There’s no moment more exciting than welcoming a newborn into the world. However, that excitement comes with a cloud of worries over everything from being sure that you bought the right stroller to the peace of mind of knowing you live in a good school zone. For pregnant women and their partners, there’s also the worry about the medical bills associated with prenatal care and bringing your child into this world. However, there’s a difference between having Medicare and Medicaid coverage, as opposed to private health insurance in your back pocket.
Pregnancy cover lets you choose your OB/GYN.
While Medicare and public health coverage afford people the opportunity to give birth within the state-run system, it does not afford the choice of where an expecting mother delivers the child or goes for prenatal care. Those across Australia who can afford a private health insurance pregnancy are able to choose their own obstetrician and have chosen medical professionals to provide support throughout the entire pregnancy. Within the public system, the gynecologist you see is based on who is available at the time of your appointment, which means you may not be able to build a consistent relationship with one OB/GYN.
In some cases, Australians turn to a midwife, not an OB/GYN, through the pregnancy. Many parents who go private also like the ability to have a quick ultrasound of their infant when they get a consultation with an obstetrician. Little touches like this afford some peace of mind from prenatal care to delivery. In the public system, aside from a 12-week and 20-week scan, you may not get regular scans as part of the routine unless there are medical issues. This is not a question of quality professional care; rather, private health insurance is more about a comfort factor.

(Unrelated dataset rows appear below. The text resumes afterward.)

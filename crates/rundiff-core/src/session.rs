//! Per-viewer session state: view mode, expanded files and the copied path

use crate::diff::{validate_files, DiffError, FileDiff};
use crate::payload::RunId;
use crate::split::{align, SplitRows};
use crate::summary::DiffSummary;
use crate::unified::{unified_rows, UnifiedRows};
use serde::{Deserialize, Serialize};
use std::collections::{BTreeSet, HashSet};
use tracing::{debug, warn};

/// How a file's changes are laid out
#[derive(Debug, Clone, Copy, PartialEq, Eq, Default, Serialize, Deserialize)]
#[serde(rename_all = "lowercase")]
pub enum ViewMode {
    /// One column, changes in diff order
    #[default]
    Unified,
    /// Old on the left, new on the right
    Split,
}

impl ViewMode {
    /// The other mode
    pub fn toggle(self) -> Self {
        match self {
            ViewMode::Unified => ViewMode::Split,
            ViewMode::Split => ViewMode::Unified,
        }
    }

    pub fn label(self) -> &'static str {
        match self {
            ViewMode::Unified => "unified",
            ViewMode::Split => "split",
        }
    }
}

/// Rows of one file in the session's current view mode
#[derive(Debug, Clone)]
pub enum FileView<'a> {
    Unified(UnifiedRows<'a>),
    Split(SplitRows<'a>),
}

/// All file diffs of one run plus the UI state of the viewer showing them.
///
/// A run may list the same path more than once (one entry per recorded
/// edit), so expand state is kept per file entry. The path-based operations
/// act on every entry with that path.
#[derive(Debug, Clone)]
pub struct DiffSession {
    run_id: RunId,
    note: Option<String>,
    files: Vec<FileDiff>,
    view_mode: ViewMode,
    /// Indices into `files`
    expanded: BTreeSet<usize>,
    copied_path: Option<String>,
}

impl DiffSession {
    /// Build a session, rejecting files that break the change-model invariants
    pub fn new(run_id: impl Into<RunId>, files: Vec<FileDiff>) -> Result<Self, DiffError> {
        let run_id = run_id.into();
        if let Err(err) = validate_files(&files) {
            warn!(run = %run_id, error = %err, "rejecting run diff");
            return Err(err);
        }

        let mut seen = HashSet::with_capacity(files.len());
        for file in &files {
            if !seen.insert(file.path.as_str()) {
                warn!(run = %run_id, path = %file.path, "path repeated in run diff");
            }
        }

        debug!(run = %run_id, files = files.len(), "opened diff session");
        Ok(Self {
            run_id,
            note: None,
            files,
            view_mode: ViewMode::default(),
            expanded: BTreeSet::new(),
            copied_path: None,
        })
    }

    pub fn with_note(mut self, note: Option<String>) -> Self {
        self.note = note;
        self
    }

    pub fn run_id(&self) -> &RunId {
        &self.run_id
    }

    pub fn note(&self) -> Option<&str> {
        self.note.as_deref()
    }

    pub fn files(&self) -> &[FileDiff] {
        &self.files
    }

    /// First file entry with `path`
    pub fn file(&self, path: &str) -> Option<&FileDiff> {
        self.files.iter().find(|f| f.path == path)
    }

    pub fn summary(&self) -> DiffSummary {
        DiffSummary::from_files(&self.files)
    }

    pub fn view_mode(&self) -> ViewMode {
        self.view_mode
    }

    pub fn set_view_mode(&mut self, mode: ViewMode) {
        if self.view_mode != mode {
            debug!(mode = mode.label(), "view mode changed");
        }
        self.view_mode = mode;
    }

    pub fn toggle_view_mode(&mut self) {
        self.set_view_mode(self.view_mode.toggle());
    }

    fn indices_of<'a>(&'a self, path: &'a str) -> impl Iterator<Item = usize> + 'a {
        self.files
            .iter()
            .enumerate()
            .filter(move |(_, f)| f.path == path)
            .map(|(idx, _)| idx)
    }

    /// True when any entry with `path` is expanded
    pub fn is_expanded(&self, path: &str) -> bool {
        self.indices_of(path).any(|idx| self.expanded.contains(&idx))
    }

    pub fn is_expanded_at(&self, index: usize) -> bool {
        self.expanded.contains(&index)
    }

    /// Paths of expanded entries in file order
    pub fn expanded_paths(&self) -> impl Iterator<Item = &str> {
        self.expanded
            .iter()
            .filter_map(|&idx| self.files.get(idx))
            .map(|f| f.path.as_str())
    }

    /// Flip every entry with `path` between expanded and collapsed.
    ///
    /// Returns the new expanded state; unknown paths are ignored and stay
    /// collapsed.
    pub fn toggle_file(&mut self, path: &str) -> bool {
        let indices: Vec<usize> = self.indices_of(path).collect();
        if indices.is_empty() {
            debug!(path, "toggle for unknown file ignored");
            return false;
        }
        let expand = !indices.iter().any(|idx| self.expanded.contains(idx));
        for idx in indices {
            if expand {
                self.expanded.insert(idx);
            } else {
                self.expanded.remove(&idx);
            }
        }
        expand
    }

    /// Flip the single entry at `index`; out-of-range indices are ignored
    pub fn toggle_file_at(&mut self, index: usize) -> bool {
        if index >= self.files.len() {
            debug!(index, "toggle for unknown file ignored");
            return false;
        }
        if self.expanded.remove(&index) {
            false
        } else {
            self.expanded.insert(index);
            true
        }
    }

    pub fn expand_all(&mut self) {
        self.expanded = (0..self.files.len()).collect();
    }

    pub fn collapse_all(&mut self) {
        self.expanded.clear();
    }

    /// Remember `path` as the most recently copied one.
    ///
    /// Handing the text to a clipboard is up to the caller.
    pub fn copy_path<'a>(&mut self, path: &'a str) -> &'a str {
        self.copied_path = Some(path.to_string());
        path
    }

    pub fn copied_path(&self) -> Option<&str> {
        self.copied_path.as_deref()
    }

    /// Rows for the first entry with `path` in the current view mode
    pub fn render(&self, path: &str) -> Option<FileView<'_>> {
        let index = self.indices_of(path).next()?;
        self.render_at(index)
    }

    /// Rows for the entry at `index` in the current view mode
    pub fn render_at(&self, index: usize) -> Option<FileView<'_>> {
        let file = self.files.get(index)?;
        Some(match self.view_mode {
            ViewMode::Unified => FileView::Unified(unified_rows(&file.changes)),
            ViewMode::Split => FileView::Split(align(&file.changes)),
        })
    }
}
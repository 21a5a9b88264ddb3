//! Rundiff Core - change model and diff layouts for agent run reviews
//!
//! This library validates already-computed line-level change lists and lays
//! them out either as a single unified column or as aligned side-by-side rows.

pub mod change;
pub mod diff;
pub mod payload;
pub mod session;
pub mod split;
pub mod summary;
pub mod unified;

pub use change::{Change, ChangeKind};
pub use diff::{count_changes, validate_files, CountField, DiffError, FileDiff};
pub use payload::{RunDiff, RunId};
pub use session::{DiffSession, FileView, ViewMode};
pub use split::{align, split_row_count, RowPair, SplitRows};
pub use summary::DiffSummary;
pub use unified::{gutter_cell, unified_rows, UnifiedRow, UnifiedRows, GUTTER_DIGITS};
//! Plain text output for pipes and `--print`

use rundiff_core::{gutter_cell, Change, DiffSession, FileView, RowPair, GUTTER_DIGITS};
use std::borrow::Cow;
use std::io::{self, Write};
use unicode_width::UnicodeWidthChar;

/// Columns between tab stops when tabs are expanded for display
pub const TAB_WIDTH: usize = 4;

/// Columns taken by the gutter, its trailing space and the prefix
pub const CELL_CHROME: usize = GUTTER_DIGITS + 2;

/// Write the session header, then every file with the rows of expanded files
pub fn write_session(
    out: &mut impl Write,
    session: &DiffSession,
    width: usize,
) -> io::Result<()> {
    writeln!(out, "run {}", session.run_id())?;
    writeln!(out, "{}", session.summary())?;
    if let Some(note) = session.note() {
        writeln!(out, "note: {}", note)?;
    }

    for (idx, file) in session.files().iter().enumerate() {
        writeln!(out)?;
        writeln!(out, "{} (+{} -{})", file.path, file.additions, file.deletions)?;
        if !session.is_expanded_at(idx) {
            continue;
        }
        match session.render_at(idx) {
            Some(FileView::Unified(rows)) => {
                if rows.len() == 0 {
                    writeln!(out, "  (no changes)")?;
                }
                for row in rows {
                    let content = display_text(row.content());
                    writeln!(out, "{} {}{}", row.gutter(), row.prefix(), content)?;
                }
            }
            Some(FileView::Split(rows)) => {
                let mut empty = true;
                for pair in rows {
                    empty = false;
                    writeln!(out, "{}", split_line(&pair, width))?;
                }
                if empty {
                    writeln!(out, "  (no changes)")?;
                }
            }
            None => {}
        }
    }
    Ok(())
}

fn split_line(pair: &RowPair<'_>, width: usize) -> String {
    let left = side_cell(pair.left, |c| c.old_line, width);
    let right = side_cell(pair.right, |c| c.new_line, width);
    format!("{} | {}", left, right).trim_end().to_string()
}

/// `gutter prefix content`, clipped and padded to `width` columns.
///
/// Too narrow for the gutter, a present change still shows its prefix.
fn side_cell(
    change: Option<&Change>,
    line: fn(&Change) -> Option<usize>,
    width: usize,
) -> String {
    let Some(c) = change else {
        return fit_width("", width);
    };
    if width < CELL_CHROME {
        return fit_width(&c.kind.prefix().to_string(), width);
    }
    format!(
        "{} {}{}",
        gutter_cell(line(c)),
        c.kind.prefix(),
        fit_width(&c.content, width - CELL_CHROME)
    )
}

/// Expand tabs to the next tab stop and drop other control characters, so
/// the text takes the columns it is measured at
pub fn display_text(text: &str) -> Cow<'_, str> {
    if !text.chars().any(char::is_control) {
        return Cow::Borrowed(text);
    }
    let mut out = String::with_capacity(text.len() + TAB_WIDTH);
    let mut col = 0;
    for ch in text.chars() {
        if ch == '\t' {
            let pad = TAB_WIDTH - col % TAB_WIDTH;
            out.extend(std::iter::repeat(' ').take(pad));
            col += pad;
        } else if !ch.is_control() {
            col += ch.width().unwrap_or(0);
            out.push(ch);
        }
    }
    Cow::Owned(out)
}

/// Clip to `width` display columns and pad with spaces up to it
pub fn fit_width(text: &str, width: usize) -> String {
    let mut out = String::new();
    let mut used = 0;
    for ch in display_text(text).chars() {
        let w = ch.width().unwrap_or(0);
        if used + w > width {
            break;
        }
        used += w;
        out.push(ch);
    }
    out.extend(std::iter::repeat(' ').take(width - used));
    out
}

#[cfg(test)]
mod tests {
    use super::*;
    use rundiff_core::{FileDiff, ViewMode};

    fn session() -> DiffSession {
        let files = vec![
            FileDiff::from_changes(
                "config.py",
                vec![
                    Change::context(1, 1, "a"),
                    Change::remove(2, "b"),
                    Change::add(2, "c"),
                    Change::context(3, 3, "d"),
                ],
            ),
            FileDiff::from_changes("empty.md", Vec::new()),
        ];
        DiffSession::new(45_i64, files).unwrap()
    }

    fn render(session: &DiffSession, width: usize) -> String {
        let mut buf = Vec::new();
        write_session(&mut buf, session, width).unwrap();
        String::from_utf8(buf).unwrap()
    }

    #[test]
    fn test_collapsed_files_show_headers_only() {
        let text = render(&session(), 20);
        assert_eq!(
            text,
            "run 45\n2 files changed, +1 -1\n\nconfig.py (+1 -1)\n\nempty.md (+0 -0)\n"
        );
    }

    #[test]
    fn test_unified_rows() {
        let mut s = session();
        s.toggle_file("config.py");
        let text = render(&s, 20);

        assert!(text.contains("   1    1  a\n"));
        assert!(text.contains("   2      -b\n"));
        assert!(text.contains("        2 +c\n"));
        assert!(text.contains("   3    3  d\n"));
    }

    #[test]
    fn test_split_rows() {
        let mut s = session();
        s.toggle_file("config.py");
        s.set_view_mode(ViewMode::Split);
        let text = render(&s, 10);

        let rows: Vec<&str> = text
            .lines()
            .skip_while(|l| !l.starts_with("config.py"))
            .skip(1)
            .take(3)
            .collect();
        assert_eq!(
            rows,
            vec![
                "   1  a    |    1  a",
                "   2 -b    |    2 +c",
                "   3  d    |    3  d",
            ]
        );
    }

    #[test]
    fn test_expanded_empty_file() {
        let mut s = session();
        s.expand_all();
        let text = render(&s, 20);
        assert!(text.ends_with("empty.md (+0 -0)\n  (no changes)\n"));
    }

    #[test]
    fn test_fit_width() {
        assert_eq!(fit_width("abc", 5), "abc  ");
        assert_eq!(fit_width("abcdef", 3), "abc");
        // wide characters take two columns
        assert_eq!(fit_width("日本語", 5), "日本 ");
    }

    #[test]
    fn test_fit_width_expands_tabs() {
        assert_eq!(fit_width("\tx", 8), "    x   ");
        assert_eq!(fit_width("ab\tc", 6), "ab  c ");
        assert_eq!(fit_width("\t\tx", 6), "      ");
        assert_eq!(fit_width("a\rb", 3), "ab ");
    }

    #[test]
    fn test_display_text_leaves_plain_text_borrowed() {
        assert!(matches!(display_text("plain"), Cow::Borrowed("plain")));
        assert_eq!(display_text("\tx"), "    x");
    }

    #[test]
    fn test_split_rows_with_tab_indented_content() {
        let files = vec![FileDiff::from_changes(
            "main.go",
            vec![
                Change::context(1, 1, "func main() {"),
                Change::remove(2, "\treturn"),
                Change::add(2, "\tos.Exit(1)"),
            ],
        )];
        let mut s = DiffSession::new(3_i64, files).unwrap();
        s.expand_all();
        s.set_view_mode(ViewMode::Split);
        let text = render(&s, 14);

        let rows: Vec<&str> = text
            .lines()
            .skip_while(|l| !l.starts_with("main.go"))
            .skip(1)
            .collect();
        assert_eq!(
            rows,
            vec![
                "   1  func mai |    1  func mai",
                "   2 -    retu |    2 +    os.E",
            ]
        );
        assert!(rows.iter().all(|r| r.find('|') == Some(15)));
    }

    #[test]
    fn test_narrow_split_keeps_prefix() {
        let mut s = session();
        s.expand_all();
        s.set_view_mode(ViewMode::Split);
        let text = render(&s, 3);
        assert!(text.contains("-   | +\n"));
    }
}
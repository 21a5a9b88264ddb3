//! Side-by-side view - old on the left, new on the right

use super::change_style;
use crate::config::Theme;
use crate::print::{fit_width, CELL_CHROME};
use ratatui::{
    style::Style,
    text::{Line, Span},
};
use rundiff_core::{gutter_cell, Change, SplitRows};

/// One styled line per row pair, each side `side_width` columns wide
pub fn split_lines(
    rows: SplitRows<'_>,
    theme: &Theme,
    side_width: usize,
) -> Vec<Line<'static>> {
    rows.map(|pair| {
        let mut spans = side_spans(pair.left, |c| c.old_line, theme, side_width);
        spans.push(Span::styled("│", Style::default().fg(theme.line_number)));
        spans.extend(side_spans(pair.right, |c| c.new_line, theme, side_width));
        Line::from(spans)
    })
    .collect()
}

fn side_spans(
    change: Option<&Change>,
    line: fn(&Change) -> Option<usize>,
    theme: &Theme,
    side_width: usize,
) -> Vec<Span<'static>> {
    let Some(change) = change else {
        return vec![Span::raw(" ".repeat(side_width))];
    };
    let style = change_style(change.kind, theme);
    if side_width < CELL_CHROME {
        let prefix = change.kind.prefix().to_string();
        return vec![Span::styled(fit_width(&prefix, side_width), style)];
    }
    vec![
        Span::styled(
            gutter_cell(line(change)),
            Style::default().fg(theme.line_number),
        ),
        Span::raw(" "),
        Span::styled(change.kind.prefix().to_string(), style),
        Span::styled(fit_width(&change.content, side_width - CELL_CHROME), style),
    ]
}
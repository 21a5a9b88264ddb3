//! Run diff document as served by the dashboard backend

use crate::diff::{DiffError, FileDiff};
use crate::session::DiffSession;
use serde::{Deserialize, Serialize};
use std::fmt;

/// Opaque run identifier; the backend sends integers, other producers strings
#[derive(Debug, Clone, PartialEq, Eq, Hash, Serialize, Deserialize)]
#[serde(untagged)]
pub enum RunId {
    Number(i64),
    Text(String),
}

impl fmt::Display for RunId {
    fn fmt(&self, f: &mut fmt::Formatter<'_>) -> fmt::Result {
        match self {
            RunId::Number(n) => write!(f, "{}", n),
            RunId::Text(s) => write!(f, "{}", s),
        }
    }
}

impl From<i64> for RunId {
    fn from(n: i64) -> Self {
        RunId::Number(n)
    }
}

impl From<&str> for RunId {
    fn from(s: &str) -> Self {
        RunId::Text(s.to_string())
    }
}

impl From<String> for RunId {
    fn from(s: String) -> Self {
        RunId::Text(s)
    }
}

/// All file diffs recorded for one run
#[derive(Debug, Clone, PartialEq, Eq, Serialize, Deserialize)]
pub struct RunDiff {
    pub run_id: RunId,
    #[serde(default)]
    pub diffs: Vec<FileDiff>,
    #[serde(default, skip_serializing_if = "Option::is_none")]
    pub note: Option<String>,
}

impl RunDiff {
    /// Parse a run diff document. Only the shape is checked here; the
    /// change-model invariants are enforced by [`RunDiff::into_session`].
    pub fn from_json(input: &str) -> Result<Self, DiffError> {
        Ok(serde_json::from_str(input)?)
    }

    pub fn to_json_pretty(&self) -> Result<String, DiffError> {
        Ok(serde_json::to_string_pretty(self)?)
    }

    /// Validate every file and open a viewer session over them
    pub fn into_session(self) -> Result<DiffSession, DiffError> {
        Ok(DiffSession::new(self.run_id, self.diffs)?.with_note(self.note))
    }
}

#[cfg(test)]
mod tests {
    use super::*;
    use crate::change::ChangeKind;

    const BLOCKER: &str = r#"{
        "run_id": 45,
        "diffs": [{
            "path": "src/processor.py",
            "changes": [
                {"type": "context", "lineNumber": 1, "oldLineNumber": 10, "newLineNumber": 10, "content": "def process_data(data):"},
                {"type": "context", "lineNumber": 2, "oldLineNumber": 11, "newLineNumber": 11, "content": "    if not data:"},
                {"type": "remove", "lineNumber": 3, "oldLineNumber": 12, "content": "        raise ValueError('Data is empty')"},
                {"type": "add", "lineNumber": 4, "newLineNumber": 12, "content": "        logger.warning('Empty data received, using defaults')"},
                {"type": "add", "lineNumber": 5, "newLineNumber": 13, "content": "        return get_default_data()"},
                {"type": "context", "lineNumber": 6, "oldLineNumber": 13, "newLineNumber": 14, "content": "    return data"}
            ],
            "additions": 2,
            "deletions": 1
        }],
        "note": "This is mock data."
    }"#;

    #[test]
    fn test_parse_backend_document() {
        let run = RunDiff::from_json(BLOCKER).unwrap();

        assert_eq!(run.run_id, RunId::Number(45));
        assert_eq!(run.note.as_deref(), Some("This is mock data."));
        assert_eq!(run.diffs.len(), 1);
        let file = &run.diffs[0];
        assert_eq!(file.changes.len(), 6);
        assert_eq!(file.changes[2].kind, ChangeKind::Remove);
        assert!(file.validate().is_ok());
    }

    #[test]
    fn test_into_session_keeps_note() {
        let session = RunDiff::from_json(BLOCKER).unwrap().into_session().unwrap();
        assert_eq!(session.note(), Some("This is mock data."));
        assert_eq!(session.run_id().to_string(), "45");
        assert_eq!(session.summary().total_additions, 2);
    }

    #[test]
    fn test_inconsistent_counts_fail_session() {
        // Declares two additions but carries a single add line
        let json = r#"{"run_id": 45, "diffs": [{
            "path": "src/processor.py",
            "changes": [
                {"type": "context", "oldLineNumber": 10, "newLineNumber": 10, "content": "def process_data(data):"},
                {"type": "remove", "oldLineNumber": 12, "content": "x"},
                {"type": "add", "newLineNumber": 12, "content": "y"}
            ],
            "additions": 2, "deletions": 1}]}"#;
        let run = RunDiff::from_json(json).unwrap();
        let err = run.into_session().unwrap_err();
        assert!(err.is_invariant_violation());
    }

    #[test]
    fn test_same_path_from_two_trails() {
        // One file touched under two scents is listed twice
        let json = r##"{"run_id": 45, "diffs": [
            {"path": "src/app.py", "additions": 1, "deletions": 1, "changes": [
                {"type": "context", "lineNumber": 1, "oldLineNumber": 20, "newLineNumber": 20, "content": "# Configuration"},
                {"type": "remove", "lineNumber": 2, "oldLineNumber": 21, "content": "DEBUG = True"},
                {"type": "add", "lineNumber": 3, "newLineNumber": 21, "content": "DEBUG = False"}]},
            {"path": "src/app.py", "additions": 1, "deletions": 0, "changes": [
                {"type": "context", "lineNumber": 1, "oldLineNumber": 45, "newLineNumber": 45, "content": "class DataProcessor:"},
                {"type": "add", "lineNumber": 2, "newLineNumber": 46, "content": "    def validate_input(self, data):"}]}
        ]}"##;
        let mut session = RunDiff::from_json(json).unwrap().into_session().unwrap();

        assert_eq!(session.summary().files_changed, 2);
        assert_eq!(session.summary().total_additions, 2);
        assert!(session.toggle_file_at(1));
        assert!(!session.is_expanded_at(0));
        assert_eq!(session.copy_path("src/app.py"), "src/app.py");
    }

    #[test]
    fn test_string_run_id_and_missing_diffs() {
        let run = RunDiff::from_json(r#"{"run_id": "wf-7"}"#).unwrap();
        assert_eq!(run.run_id, RunId::Text("wf-7".to_string()));
        assert!(run.diffs.is_empty());
        assert_eq!(run.into_session().unwrap().summary().files_changed, 0);
    }

    #[test]
    fn test_malformed_document() {
        let err = RunDiff::from_json("{\"run_id\": 1, \"diffs\": [").unwrap_err();
        assert!(matches!(err, DiffError::Parse(_)));
        assert!(!err.is_invariant_violation());
    }

    #[test]
    fn test_json_output_is_readable_back() {
        let run = RunDiff::from_json(BLOCKER).unwrap();
        let text = run.to_json_pretty().unwrap();
        assert_eq!(RunDiff::from_json(&text).unwrap(), run);
    }
}
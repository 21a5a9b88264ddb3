//! Unified view - one column, changes in diff order

use super::change_style;
use crate::config::Theme;
use crate::print::display_text;
use ratatui::{
    style::Style,
    text::{Line, Span},
};
use rundiff_core::UnifiedRows;

/// One styled line per change: `old new ±content`
pub fn unified_lines(rows: UnifiedRows<'_>, theme: &Theme) -> Vec<Line<'static>> {
    rows.map(|row| {
        let style = change_style(row.kind(), theme);
        Line::from(vec![
            Span::styled(row.gutter(), Style::default().fg(theme.line_number)),
            Span::raw(" "),
            Span::styled(row.prefix().to_string(), style),
            Span::styled(display_text(row.content()).into_owned(), style),
        ])
    })
    .collect()
}
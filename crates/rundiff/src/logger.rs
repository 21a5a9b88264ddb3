//! File logging; the terminal itself belongs to the viewer.

use anyhow::{Context, Result};
use std::fs;
use std::path::Path;
use tracing_appender::non_blocking::WorkerGuard;
use tracing_subscriber::fmt;
use tracing_subscriber::prelude::*;
use tracing_subscriber::EnvFilter;

/// Initialize the logging system.
///
/// Writes daily-rotated `rundiff.log.YYYY-MM-DD` files under `log_path`.
/// `RUST_LOG` overrides the level; otherwise `debug` or `info` is used.
/// Keep the returned guard alive until exit so buffered lines are flushed.
pub fn init(log_path: &Path, debug: bool) -> Result<WorkerGuard> {
    fs::create_dir_all(log_path)
        .with_context(|| format!("Failed to create log directory: {}", log_path.display()))?;

    let appender = tracing_appender::rolling::daily(log_path, "rundiff.log");
    let (non_blocking, guard) = tracing_appender::non_blocking(appender);

    let filter = EnvFilter::try_from_default_env()
        .unwrap_or_else(|_| EnvFilter::new(default_directive(debug)));

    let subscriber = tracing_subscriber::registry().with(filter).with(
        fmt::layer()
            .with_writer(non_blocking)
            .with_ansi(false)
            .with_target(true)
            .with_file(true)
            .with_line_number(true),
    );

    tracing::subscriber::set_global_default(subscriber)
        .map_err(|e| anyhow::anyhow!("Failed to set global subscriber: {}", e))?;

    Ok(guard)
}

fn default_directive(debug: bool) -> &'static str {
    if debug {
        "debug"
    } else {
        "info"
    }
}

Access to Potentially Better Accommodation and Facilities
For some pregnant women, private coverage is considered a worthy investment in knowing the medical care and accommodations you’re getting. Private health insurance offers the opportunity to access hospitals by choice, which could be based on a hospital’s reputation for women’s health or specialty newborn care. In the public system, you may be required to share pregnancy wards with others, which could impact your receiving necessary services and the ability for a loved one to stay with you overnight.
Some expecting mothers see this as an intimate experience, turning to private coverage to be sure their loved ones, including children, can be on hand, or a midwife to guide them through the delivery process. Depending on the circumstance, private insurers can offer hotel accommodation, if medically approved, to give your family a place to stay as you wait for the newborn to come into the world. Depending on your level of private health care, you have some leeway in how long you can stay in a private hospital during the postpartum period.
Potential Out-of-Pocket Expenses
While having pregnancy coverage does provide an extra layer of health insurance, it doesn’t mean that every service will be covered by a private insurer, or covered in its entirety. This differs by policy and insurance company, so be sure to research your options. However, you can have peace of mind in knowing you have that public health coverage safety net of Medicare and Medicaid to assist with basic health care services.
Having a baby in a private hospital can be costly. Medicare pays part of the pregnancy management fee to your obstetrician, but full coverage may still leave some premiums for treatment services like the “gap” on medical services incurred in a hospital or elements of IVF treatments in trying to get pregnant. Overall, there are pros to both private health insurance and public coverage. Be sure to explore an affordable qualified health plan for your and your family’s needs.